START DATA SUPPLIED
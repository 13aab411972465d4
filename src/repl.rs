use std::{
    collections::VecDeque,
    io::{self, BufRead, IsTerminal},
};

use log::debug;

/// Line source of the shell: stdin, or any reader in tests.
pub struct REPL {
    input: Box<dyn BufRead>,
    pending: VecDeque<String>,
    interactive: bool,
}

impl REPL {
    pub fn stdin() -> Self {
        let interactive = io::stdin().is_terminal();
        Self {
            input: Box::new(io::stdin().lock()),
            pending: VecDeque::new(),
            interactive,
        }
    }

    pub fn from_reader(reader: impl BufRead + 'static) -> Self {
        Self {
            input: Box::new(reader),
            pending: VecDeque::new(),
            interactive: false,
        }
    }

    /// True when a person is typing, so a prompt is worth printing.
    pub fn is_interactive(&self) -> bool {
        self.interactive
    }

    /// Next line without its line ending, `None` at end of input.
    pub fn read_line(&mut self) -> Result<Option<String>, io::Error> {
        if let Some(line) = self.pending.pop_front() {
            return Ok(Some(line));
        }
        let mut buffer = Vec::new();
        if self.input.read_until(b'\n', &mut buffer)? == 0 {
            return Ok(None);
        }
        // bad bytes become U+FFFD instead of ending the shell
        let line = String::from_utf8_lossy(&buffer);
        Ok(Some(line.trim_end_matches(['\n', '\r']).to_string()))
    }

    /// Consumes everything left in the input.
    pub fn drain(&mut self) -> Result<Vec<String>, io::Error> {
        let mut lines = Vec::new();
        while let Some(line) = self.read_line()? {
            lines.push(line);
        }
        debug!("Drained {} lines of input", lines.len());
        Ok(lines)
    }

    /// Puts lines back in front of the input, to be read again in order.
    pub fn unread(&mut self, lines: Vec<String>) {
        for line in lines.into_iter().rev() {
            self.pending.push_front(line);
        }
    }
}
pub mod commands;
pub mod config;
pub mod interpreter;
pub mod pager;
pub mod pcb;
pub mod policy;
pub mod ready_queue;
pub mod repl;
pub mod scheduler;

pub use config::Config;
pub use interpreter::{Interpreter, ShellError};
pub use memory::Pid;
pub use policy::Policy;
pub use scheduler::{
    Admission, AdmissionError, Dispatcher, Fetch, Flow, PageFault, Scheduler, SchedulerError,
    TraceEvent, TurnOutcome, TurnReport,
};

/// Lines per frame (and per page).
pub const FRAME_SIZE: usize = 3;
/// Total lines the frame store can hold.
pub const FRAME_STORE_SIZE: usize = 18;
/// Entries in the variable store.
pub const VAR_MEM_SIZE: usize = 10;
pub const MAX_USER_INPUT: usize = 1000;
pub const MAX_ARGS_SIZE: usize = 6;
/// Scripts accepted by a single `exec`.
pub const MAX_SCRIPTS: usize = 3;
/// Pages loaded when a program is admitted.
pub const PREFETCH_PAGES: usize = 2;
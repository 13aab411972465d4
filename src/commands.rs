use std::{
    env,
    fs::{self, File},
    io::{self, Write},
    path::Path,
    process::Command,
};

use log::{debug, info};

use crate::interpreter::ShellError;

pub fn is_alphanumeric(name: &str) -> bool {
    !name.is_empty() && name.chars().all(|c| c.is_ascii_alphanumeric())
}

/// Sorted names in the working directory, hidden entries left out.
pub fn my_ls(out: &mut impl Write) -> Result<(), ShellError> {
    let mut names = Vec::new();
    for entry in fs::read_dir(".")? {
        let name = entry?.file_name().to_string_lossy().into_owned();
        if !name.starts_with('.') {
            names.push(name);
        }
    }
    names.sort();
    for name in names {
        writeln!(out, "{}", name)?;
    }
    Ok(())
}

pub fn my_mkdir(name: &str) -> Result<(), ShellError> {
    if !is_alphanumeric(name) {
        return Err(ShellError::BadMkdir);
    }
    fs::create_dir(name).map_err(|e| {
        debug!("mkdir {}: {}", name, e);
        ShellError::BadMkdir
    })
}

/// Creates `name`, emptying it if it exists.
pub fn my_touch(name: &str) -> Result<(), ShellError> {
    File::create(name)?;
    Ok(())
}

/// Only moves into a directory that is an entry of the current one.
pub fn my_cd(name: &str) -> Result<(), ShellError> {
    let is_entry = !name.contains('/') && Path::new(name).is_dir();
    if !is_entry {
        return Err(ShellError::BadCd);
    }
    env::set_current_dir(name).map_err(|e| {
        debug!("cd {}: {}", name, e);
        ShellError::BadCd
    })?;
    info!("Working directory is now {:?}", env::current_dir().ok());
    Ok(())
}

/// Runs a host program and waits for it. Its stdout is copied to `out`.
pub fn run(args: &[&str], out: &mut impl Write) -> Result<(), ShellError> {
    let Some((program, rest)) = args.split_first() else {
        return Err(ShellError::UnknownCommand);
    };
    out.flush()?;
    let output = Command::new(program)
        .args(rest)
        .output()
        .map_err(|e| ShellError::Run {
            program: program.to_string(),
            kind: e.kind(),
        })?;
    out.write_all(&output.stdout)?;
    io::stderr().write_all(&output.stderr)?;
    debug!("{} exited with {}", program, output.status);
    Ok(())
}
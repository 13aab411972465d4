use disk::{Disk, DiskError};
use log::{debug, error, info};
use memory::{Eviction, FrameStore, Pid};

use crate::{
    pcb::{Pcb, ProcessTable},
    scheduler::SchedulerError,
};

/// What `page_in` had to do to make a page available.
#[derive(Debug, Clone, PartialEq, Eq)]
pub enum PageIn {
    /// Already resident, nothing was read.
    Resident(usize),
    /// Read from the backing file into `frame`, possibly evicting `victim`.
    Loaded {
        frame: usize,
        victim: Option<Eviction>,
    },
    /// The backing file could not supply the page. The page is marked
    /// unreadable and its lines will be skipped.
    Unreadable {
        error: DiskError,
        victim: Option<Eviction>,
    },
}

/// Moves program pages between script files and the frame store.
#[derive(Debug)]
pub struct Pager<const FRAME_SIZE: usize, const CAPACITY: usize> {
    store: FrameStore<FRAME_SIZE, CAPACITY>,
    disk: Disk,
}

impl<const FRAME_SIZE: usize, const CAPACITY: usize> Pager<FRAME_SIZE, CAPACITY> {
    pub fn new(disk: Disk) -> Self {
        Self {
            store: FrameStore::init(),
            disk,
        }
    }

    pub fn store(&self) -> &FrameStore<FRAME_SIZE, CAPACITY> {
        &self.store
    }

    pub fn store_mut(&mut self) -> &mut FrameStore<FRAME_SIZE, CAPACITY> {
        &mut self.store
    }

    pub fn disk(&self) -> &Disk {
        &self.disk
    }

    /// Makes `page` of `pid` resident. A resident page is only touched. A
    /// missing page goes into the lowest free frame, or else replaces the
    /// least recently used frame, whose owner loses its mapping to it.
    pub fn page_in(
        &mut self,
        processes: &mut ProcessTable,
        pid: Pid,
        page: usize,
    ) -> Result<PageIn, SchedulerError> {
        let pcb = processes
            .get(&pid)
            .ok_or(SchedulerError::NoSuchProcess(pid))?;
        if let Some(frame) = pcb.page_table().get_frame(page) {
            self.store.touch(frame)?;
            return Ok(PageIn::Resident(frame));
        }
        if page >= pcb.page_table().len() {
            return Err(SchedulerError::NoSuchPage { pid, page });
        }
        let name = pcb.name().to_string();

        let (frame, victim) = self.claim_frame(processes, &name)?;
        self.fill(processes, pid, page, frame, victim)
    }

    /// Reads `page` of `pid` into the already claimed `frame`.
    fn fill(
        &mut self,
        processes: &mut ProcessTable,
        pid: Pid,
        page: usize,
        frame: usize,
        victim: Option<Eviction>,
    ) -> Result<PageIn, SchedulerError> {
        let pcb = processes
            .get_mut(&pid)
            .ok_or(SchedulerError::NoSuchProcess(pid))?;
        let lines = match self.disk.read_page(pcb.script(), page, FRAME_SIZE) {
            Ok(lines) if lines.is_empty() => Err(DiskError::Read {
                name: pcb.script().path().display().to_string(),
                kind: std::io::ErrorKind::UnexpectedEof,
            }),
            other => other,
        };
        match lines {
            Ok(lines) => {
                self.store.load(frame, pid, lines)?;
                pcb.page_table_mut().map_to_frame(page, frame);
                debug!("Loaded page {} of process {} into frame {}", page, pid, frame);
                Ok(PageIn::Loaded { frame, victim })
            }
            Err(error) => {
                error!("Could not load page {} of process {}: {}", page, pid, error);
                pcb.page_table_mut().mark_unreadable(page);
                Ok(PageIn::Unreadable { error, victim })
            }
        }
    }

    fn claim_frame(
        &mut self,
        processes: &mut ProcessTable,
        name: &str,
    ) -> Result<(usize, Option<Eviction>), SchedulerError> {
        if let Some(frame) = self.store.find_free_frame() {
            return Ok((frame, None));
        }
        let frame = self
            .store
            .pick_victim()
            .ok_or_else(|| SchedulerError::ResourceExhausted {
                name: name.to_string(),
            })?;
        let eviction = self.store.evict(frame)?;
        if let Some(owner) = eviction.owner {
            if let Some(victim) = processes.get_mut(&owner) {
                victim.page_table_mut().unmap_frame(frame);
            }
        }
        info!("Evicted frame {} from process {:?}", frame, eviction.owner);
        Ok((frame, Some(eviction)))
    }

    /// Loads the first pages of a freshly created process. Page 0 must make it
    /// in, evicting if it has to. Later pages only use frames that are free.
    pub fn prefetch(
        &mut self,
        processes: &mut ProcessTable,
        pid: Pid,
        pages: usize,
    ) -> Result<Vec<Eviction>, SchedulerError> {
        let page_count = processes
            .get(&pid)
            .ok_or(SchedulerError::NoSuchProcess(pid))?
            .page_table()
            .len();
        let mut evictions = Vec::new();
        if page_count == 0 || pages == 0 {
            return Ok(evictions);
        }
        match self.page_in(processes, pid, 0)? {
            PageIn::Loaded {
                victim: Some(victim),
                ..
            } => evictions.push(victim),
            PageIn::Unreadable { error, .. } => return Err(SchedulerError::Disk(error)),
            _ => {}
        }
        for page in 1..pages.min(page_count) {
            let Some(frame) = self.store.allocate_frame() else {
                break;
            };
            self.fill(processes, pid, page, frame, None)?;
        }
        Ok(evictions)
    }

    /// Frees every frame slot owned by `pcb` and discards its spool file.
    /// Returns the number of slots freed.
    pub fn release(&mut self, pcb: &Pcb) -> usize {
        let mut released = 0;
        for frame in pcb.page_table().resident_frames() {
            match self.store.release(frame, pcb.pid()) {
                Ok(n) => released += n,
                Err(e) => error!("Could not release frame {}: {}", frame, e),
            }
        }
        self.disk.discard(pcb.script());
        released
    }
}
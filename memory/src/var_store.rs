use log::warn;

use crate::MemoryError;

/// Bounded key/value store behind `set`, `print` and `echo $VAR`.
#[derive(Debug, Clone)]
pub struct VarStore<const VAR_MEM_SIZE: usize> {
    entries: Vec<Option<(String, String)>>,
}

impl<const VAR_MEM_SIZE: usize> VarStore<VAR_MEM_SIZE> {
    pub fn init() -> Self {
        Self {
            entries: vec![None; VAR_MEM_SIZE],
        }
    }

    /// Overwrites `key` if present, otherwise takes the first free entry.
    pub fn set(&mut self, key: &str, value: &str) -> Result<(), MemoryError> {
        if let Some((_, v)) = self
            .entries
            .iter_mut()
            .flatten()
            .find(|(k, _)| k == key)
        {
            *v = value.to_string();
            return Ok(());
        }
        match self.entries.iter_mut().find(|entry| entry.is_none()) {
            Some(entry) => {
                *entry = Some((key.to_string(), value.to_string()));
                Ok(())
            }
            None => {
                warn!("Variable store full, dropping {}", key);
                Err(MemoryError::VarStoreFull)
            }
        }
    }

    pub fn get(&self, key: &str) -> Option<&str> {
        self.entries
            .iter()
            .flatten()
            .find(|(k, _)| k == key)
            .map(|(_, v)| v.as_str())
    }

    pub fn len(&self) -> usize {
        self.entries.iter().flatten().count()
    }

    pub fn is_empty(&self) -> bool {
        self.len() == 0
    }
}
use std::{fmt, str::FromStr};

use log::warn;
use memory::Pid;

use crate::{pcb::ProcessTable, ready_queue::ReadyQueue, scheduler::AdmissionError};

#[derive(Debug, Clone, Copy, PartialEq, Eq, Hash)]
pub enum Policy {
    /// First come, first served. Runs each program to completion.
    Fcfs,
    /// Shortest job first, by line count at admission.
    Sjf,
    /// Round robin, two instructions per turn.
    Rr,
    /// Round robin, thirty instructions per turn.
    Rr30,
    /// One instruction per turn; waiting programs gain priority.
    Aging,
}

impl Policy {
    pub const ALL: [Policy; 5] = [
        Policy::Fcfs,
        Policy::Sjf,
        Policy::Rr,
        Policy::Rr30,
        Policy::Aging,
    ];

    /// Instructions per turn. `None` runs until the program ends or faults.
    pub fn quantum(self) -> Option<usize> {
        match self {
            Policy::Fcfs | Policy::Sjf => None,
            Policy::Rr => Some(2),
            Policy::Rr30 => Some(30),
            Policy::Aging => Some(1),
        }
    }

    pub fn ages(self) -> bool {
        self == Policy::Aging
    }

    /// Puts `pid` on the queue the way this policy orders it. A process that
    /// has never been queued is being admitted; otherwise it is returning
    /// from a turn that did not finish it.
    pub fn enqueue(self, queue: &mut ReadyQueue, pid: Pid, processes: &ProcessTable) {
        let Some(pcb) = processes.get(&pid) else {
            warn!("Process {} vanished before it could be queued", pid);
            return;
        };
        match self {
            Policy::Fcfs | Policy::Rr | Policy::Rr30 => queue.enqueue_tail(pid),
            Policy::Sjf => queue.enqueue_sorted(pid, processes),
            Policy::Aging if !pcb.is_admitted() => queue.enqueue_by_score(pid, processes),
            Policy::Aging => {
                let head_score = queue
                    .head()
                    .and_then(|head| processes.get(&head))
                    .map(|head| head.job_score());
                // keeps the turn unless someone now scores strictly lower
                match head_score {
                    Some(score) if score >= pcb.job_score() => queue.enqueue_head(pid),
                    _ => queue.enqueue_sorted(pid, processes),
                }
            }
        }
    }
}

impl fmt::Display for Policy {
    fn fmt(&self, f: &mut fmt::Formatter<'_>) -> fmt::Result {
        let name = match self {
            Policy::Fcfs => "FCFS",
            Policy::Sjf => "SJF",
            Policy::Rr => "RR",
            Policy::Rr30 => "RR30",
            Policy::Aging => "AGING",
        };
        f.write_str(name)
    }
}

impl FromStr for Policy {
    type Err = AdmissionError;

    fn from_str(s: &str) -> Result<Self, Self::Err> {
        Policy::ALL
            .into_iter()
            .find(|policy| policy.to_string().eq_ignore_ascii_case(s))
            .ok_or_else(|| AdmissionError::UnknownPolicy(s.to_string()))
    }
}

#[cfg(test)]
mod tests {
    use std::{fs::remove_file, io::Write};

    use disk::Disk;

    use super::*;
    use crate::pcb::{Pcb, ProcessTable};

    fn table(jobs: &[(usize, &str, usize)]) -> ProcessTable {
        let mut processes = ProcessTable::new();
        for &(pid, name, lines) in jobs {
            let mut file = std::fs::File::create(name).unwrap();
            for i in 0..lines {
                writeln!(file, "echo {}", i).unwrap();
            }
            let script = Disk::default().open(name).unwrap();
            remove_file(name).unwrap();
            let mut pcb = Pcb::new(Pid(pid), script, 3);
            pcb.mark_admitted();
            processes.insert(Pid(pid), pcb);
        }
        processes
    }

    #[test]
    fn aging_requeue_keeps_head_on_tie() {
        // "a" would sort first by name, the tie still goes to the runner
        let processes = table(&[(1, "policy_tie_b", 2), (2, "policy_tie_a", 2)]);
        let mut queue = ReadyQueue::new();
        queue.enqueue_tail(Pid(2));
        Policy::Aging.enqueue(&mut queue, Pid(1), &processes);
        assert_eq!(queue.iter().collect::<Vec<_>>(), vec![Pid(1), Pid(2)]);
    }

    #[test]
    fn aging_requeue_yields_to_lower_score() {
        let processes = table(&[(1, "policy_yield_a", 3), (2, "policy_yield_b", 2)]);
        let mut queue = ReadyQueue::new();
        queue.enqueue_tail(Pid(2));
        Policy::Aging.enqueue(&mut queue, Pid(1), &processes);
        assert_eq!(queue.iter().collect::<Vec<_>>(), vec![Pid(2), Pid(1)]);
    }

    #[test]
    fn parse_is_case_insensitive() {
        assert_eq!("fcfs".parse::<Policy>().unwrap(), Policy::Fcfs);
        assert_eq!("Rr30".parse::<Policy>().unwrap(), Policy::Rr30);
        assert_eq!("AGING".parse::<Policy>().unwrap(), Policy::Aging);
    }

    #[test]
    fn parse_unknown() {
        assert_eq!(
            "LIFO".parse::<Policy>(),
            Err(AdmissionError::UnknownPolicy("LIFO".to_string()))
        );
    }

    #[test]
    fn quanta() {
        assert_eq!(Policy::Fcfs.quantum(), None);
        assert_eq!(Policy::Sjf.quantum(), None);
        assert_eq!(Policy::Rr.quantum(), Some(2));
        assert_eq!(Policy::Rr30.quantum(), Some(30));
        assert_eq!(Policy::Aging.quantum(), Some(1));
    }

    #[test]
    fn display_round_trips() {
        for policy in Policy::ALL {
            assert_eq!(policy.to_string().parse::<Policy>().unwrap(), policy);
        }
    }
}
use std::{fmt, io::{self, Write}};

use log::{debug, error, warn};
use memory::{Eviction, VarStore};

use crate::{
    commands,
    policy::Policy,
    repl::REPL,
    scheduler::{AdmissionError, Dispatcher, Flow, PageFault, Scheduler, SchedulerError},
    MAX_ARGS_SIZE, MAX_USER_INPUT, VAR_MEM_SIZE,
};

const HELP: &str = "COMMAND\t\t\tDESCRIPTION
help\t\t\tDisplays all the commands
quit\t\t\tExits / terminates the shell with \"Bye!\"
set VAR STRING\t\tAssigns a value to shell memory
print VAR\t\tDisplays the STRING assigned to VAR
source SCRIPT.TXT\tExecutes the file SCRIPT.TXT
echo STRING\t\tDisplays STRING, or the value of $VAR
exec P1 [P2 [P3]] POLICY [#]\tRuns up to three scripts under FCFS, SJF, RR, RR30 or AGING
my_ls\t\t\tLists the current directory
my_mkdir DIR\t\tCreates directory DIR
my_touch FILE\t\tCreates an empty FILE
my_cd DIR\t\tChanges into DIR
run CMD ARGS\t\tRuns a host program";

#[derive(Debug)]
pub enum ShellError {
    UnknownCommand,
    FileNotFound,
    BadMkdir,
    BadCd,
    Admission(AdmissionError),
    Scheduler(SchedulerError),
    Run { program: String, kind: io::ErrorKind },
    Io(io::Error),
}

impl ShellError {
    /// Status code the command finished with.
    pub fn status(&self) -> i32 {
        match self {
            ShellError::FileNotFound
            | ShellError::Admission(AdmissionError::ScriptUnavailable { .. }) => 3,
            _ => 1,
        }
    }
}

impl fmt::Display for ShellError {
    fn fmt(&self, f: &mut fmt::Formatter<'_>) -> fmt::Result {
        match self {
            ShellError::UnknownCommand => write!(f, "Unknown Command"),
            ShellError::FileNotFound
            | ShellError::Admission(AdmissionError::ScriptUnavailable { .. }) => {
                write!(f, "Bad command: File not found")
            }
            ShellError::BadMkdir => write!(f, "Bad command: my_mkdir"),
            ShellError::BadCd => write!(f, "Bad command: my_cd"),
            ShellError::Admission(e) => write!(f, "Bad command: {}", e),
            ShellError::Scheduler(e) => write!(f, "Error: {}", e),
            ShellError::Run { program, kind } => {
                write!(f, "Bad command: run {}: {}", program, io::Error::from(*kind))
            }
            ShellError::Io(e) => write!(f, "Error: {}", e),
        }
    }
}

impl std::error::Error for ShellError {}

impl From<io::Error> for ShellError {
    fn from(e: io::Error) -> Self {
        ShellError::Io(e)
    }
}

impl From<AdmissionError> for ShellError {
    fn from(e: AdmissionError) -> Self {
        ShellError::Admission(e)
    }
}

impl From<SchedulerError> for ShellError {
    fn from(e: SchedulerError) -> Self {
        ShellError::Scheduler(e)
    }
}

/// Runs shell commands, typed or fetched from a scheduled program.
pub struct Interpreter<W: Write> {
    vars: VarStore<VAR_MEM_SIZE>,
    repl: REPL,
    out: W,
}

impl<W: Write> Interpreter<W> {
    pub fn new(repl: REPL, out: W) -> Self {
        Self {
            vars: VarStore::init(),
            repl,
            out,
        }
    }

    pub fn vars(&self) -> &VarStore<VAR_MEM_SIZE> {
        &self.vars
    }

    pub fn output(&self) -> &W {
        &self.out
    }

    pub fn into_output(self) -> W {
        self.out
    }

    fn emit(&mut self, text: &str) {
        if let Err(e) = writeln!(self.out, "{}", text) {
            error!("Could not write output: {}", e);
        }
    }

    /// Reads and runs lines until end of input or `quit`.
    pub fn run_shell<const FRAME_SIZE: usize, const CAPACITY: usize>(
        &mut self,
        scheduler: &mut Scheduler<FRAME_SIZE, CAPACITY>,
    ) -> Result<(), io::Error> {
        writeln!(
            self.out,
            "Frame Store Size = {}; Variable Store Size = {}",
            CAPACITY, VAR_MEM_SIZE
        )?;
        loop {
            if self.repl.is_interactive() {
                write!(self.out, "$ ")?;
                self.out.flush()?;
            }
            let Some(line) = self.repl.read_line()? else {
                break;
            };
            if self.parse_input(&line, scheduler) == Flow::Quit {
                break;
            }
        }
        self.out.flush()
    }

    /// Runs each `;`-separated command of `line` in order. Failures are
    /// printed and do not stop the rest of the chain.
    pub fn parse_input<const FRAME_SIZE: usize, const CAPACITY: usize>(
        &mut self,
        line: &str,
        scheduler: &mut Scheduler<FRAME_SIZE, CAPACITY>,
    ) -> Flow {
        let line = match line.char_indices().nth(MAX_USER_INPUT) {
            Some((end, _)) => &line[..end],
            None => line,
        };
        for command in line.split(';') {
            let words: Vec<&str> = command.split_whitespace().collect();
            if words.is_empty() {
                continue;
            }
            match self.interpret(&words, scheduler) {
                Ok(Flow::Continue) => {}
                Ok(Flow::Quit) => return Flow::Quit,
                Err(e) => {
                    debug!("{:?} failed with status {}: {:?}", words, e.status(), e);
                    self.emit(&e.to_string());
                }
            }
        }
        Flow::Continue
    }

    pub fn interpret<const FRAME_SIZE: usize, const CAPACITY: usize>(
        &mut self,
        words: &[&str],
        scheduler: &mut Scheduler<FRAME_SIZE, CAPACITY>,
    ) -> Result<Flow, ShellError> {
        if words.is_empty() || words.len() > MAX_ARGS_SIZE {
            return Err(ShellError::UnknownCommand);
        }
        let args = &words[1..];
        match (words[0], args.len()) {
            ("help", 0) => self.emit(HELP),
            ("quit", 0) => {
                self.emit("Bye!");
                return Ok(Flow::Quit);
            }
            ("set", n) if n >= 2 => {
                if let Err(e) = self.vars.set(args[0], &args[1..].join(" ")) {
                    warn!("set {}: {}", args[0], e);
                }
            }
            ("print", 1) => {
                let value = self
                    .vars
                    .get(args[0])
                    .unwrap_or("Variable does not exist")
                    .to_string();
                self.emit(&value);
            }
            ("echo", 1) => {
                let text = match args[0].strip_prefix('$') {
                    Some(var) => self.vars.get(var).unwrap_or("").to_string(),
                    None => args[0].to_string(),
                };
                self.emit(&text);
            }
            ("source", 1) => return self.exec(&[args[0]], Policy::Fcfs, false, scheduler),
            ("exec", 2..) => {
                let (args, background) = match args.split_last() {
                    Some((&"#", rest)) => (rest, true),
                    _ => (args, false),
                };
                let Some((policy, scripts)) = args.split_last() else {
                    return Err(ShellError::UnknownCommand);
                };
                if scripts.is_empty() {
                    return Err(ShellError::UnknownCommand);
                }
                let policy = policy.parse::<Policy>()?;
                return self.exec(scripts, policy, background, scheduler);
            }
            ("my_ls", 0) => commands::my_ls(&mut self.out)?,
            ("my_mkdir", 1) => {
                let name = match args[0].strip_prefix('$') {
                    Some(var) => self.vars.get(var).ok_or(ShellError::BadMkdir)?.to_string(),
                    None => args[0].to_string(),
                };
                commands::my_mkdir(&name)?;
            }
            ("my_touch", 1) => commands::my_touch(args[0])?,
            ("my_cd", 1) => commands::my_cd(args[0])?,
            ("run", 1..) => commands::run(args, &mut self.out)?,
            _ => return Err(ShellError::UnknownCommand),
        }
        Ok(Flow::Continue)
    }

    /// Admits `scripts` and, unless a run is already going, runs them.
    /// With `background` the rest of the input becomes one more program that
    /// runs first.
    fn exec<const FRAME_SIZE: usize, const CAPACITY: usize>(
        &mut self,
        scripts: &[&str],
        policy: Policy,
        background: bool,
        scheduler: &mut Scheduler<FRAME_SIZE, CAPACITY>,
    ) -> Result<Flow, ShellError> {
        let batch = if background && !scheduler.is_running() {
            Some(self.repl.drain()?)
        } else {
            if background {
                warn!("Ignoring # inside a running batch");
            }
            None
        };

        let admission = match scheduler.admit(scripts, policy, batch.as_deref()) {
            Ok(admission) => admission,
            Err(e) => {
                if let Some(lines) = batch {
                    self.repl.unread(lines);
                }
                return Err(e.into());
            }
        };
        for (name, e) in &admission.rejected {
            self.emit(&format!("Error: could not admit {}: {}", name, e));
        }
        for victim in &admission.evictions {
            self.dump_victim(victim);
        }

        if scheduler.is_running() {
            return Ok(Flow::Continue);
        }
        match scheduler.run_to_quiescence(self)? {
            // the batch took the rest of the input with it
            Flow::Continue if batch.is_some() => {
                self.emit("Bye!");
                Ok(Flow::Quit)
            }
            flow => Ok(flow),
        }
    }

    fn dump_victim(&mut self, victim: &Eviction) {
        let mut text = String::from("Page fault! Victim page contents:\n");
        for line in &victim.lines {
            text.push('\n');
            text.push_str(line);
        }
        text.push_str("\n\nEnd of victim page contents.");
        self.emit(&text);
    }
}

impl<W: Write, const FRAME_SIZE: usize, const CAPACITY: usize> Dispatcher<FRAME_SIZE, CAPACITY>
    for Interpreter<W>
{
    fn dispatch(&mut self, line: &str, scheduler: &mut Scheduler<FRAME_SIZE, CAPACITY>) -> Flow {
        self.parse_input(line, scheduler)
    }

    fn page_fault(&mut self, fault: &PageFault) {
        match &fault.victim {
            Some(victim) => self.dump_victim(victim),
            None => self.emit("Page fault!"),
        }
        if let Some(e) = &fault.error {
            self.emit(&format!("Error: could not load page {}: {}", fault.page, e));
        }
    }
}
END DATA SUPPLIED
**DIRECTIONS:** Set down each line exactly as it appears, starting at the top of the data and ending at the line containing "pub use memory::Pid;", and include no other lines.

**TASK RESPONSE:**
repository 13aab411972465d4
filename src/repl.rs
use std::{
    collections::VecDeque,
    io::{self, BufRead, IsTerminal},
};

use log::debug;

/// Line source of the shell: stdin, or any reader in tests.
pub struct REPL {
    input: Box<dyn BufRead>,
    pending: VecDeque<String>,
    interactive: bool,
}

impl REPL {
    pub fn stdin() -> Self {
        let interactive = io::stdin().is_terminal();
        Self {
            input: Box::new(io::stdin().lock()),
            pending: VecDeque::new(),
            interactive,
        }
    }

    pub fn from_reader(reader: impl BufRead + 'static) -> Self {
        Self {
            input: Box::new(reader),
            pending: VecDeque::new(),
            interactive: false,
        }
    }

    /// True when a person is typing, so a prompt is worth printing.
    pub fn is_interactive(&self) -> bool {
        self.interactive
    }

    /// Next line without its line ending, `None` at end of input.
    pub fn read_line(&mut self) -> Result<Option<String>, io::Error> {
        if let Some(line) = self.pending.pop_front() {
            return Ok(Some(line));
        }
        let mut buffer = Vec::new();
        if self.input.read_until(b'\n', &mut buffer)? == 0 {
            return Ok(None);
        }
        // bad bytes become U+FFFD instead of ending the shell
        let line = String::from_utf8_lossy(&buffer);
        Ok(Some(line.trim_end_matches(['\n', '\r']).to_string()))
    }

    /// Consumes everything left in the input.
    pub fn drain(&mut self) -> Result<Vec<String>, io::Error> {
        let mut lines = Vec::new();
        while let Some(line) = self.read_line()? {
            lines.push(line);
        }
        debug!("Drained {} lines of input", lines.len());
        Ok(lines)
    }

    /// Puts lines back in front of the input, to be read again in order.
    pub fn unread(&mut self, lines: Vec<String>) {
        for line in lines.into_iter().rev() {
            self.pending.push_front(line);
        }
    }
}
pub mod commands;
pub mod config;
pub mod interpreter;
pub mod pager;
pub mod pcb;
pub mod policy;
pub mod ready_queue;
pub mod repl;
pub mod scheduler;

pub use config::Config;
pub use interpreter::{Interpreter, ShellError};
pub use memory::Pid;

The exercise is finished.